┌────────

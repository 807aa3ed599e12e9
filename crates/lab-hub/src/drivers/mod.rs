//! Built-in drivers
//!
//! - `TIME`: wall clock and elapsed time, no transport
//! - `DICE`: a six-sided die, no transport
//! - [`GenericDriver`]: SCPI-style instruments described in configuration

mod dice;
mod generic;
mod time;

pub use dice::{DiceDriver, DiceInstrument};
pub use generic::{GenericChannel, GenericDriver, GenericDriverConfig, GenericInstrument};
pub use time::{TimeDriver, TimeInstrument};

└────────

» AIM OF THE EXERCISE
When the entries above are retyped, each line must stay exactly as it is.

» ANSWER TO THIS EXERCISE
repository 807aa3ed599e12e9
filename crates/lab-hub/src/drivers/mod.rs
//! Built-in drivers
//!
//! - `TIME`: wall clock and elapsed time, no transport
//! - `DICE`: a six-sided die, no transport
//! - [`GenericDriver`]: SCPI-style instruments described in configuration

mod dice;
mod generic;
mod time;

pub use dice::{DiceDriver, DiceInstrument};
pub use generic::{GenericChannel, GenericDriver, GenericDriverConfig, GenericInstrument};
pub use time::{TimeDriver, TimeInstrument};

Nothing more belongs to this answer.